About this exercise: Across the records, how many lines contain "crate"? Answer with the number alone.

####

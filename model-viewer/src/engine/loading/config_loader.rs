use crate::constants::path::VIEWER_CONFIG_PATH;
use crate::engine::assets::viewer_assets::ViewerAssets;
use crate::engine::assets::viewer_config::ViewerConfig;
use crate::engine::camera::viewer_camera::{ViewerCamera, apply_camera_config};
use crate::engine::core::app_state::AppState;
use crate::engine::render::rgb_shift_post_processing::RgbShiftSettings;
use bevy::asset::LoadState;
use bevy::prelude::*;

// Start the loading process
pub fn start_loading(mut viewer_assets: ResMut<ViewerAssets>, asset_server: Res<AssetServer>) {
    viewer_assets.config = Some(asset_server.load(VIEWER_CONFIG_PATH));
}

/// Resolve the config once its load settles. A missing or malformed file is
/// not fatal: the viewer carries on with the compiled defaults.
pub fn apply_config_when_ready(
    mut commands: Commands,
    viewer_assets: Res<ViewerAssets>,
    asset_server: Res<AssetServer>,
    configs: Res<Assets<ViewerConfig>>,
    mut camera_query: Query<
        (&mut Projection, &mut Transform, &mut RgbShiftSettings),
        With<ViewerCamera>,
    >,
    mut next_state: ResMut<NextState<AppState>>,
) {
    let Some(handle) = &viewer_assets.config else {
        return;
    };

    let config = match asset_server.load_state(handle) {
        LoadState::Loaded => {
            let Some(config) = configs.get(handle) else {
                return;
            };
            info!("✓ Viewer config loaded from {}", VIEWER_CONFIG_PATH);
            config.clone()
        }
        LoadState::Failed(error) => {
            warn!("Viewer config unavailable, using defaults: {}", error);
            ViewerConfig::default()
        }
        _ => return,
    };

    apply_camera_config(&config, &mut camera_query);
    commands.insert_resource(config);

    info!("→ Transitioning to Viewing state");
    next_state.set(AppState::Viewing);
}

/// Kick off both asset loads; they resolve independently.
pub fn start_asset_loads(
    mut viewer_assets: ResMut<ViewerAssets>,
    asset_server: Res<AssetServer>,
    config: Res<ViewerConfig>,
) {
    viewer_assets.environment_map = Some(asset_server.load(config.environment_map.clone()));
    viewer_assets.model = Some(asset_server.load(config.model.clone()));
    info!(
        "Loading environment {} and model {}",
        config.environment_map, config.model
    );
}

####

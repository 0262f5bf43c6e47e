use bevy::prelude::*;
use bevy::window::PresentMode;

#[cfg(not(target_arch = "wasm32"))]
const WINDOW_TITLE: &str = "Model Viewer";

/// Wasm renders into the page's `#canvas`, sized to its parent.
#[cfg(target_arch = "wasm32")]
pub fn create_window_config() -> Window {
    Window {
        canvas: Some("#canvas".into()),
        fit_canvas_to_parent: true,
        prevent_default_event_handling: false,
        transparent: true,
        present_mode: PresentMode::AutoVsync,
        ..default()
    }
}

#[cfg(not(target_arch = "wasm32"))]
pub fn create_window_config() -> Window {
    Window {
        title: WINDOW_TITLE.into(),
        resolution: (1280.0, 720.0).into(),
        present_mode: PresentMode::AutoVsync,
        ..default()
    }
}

####

Answer to the problem: 6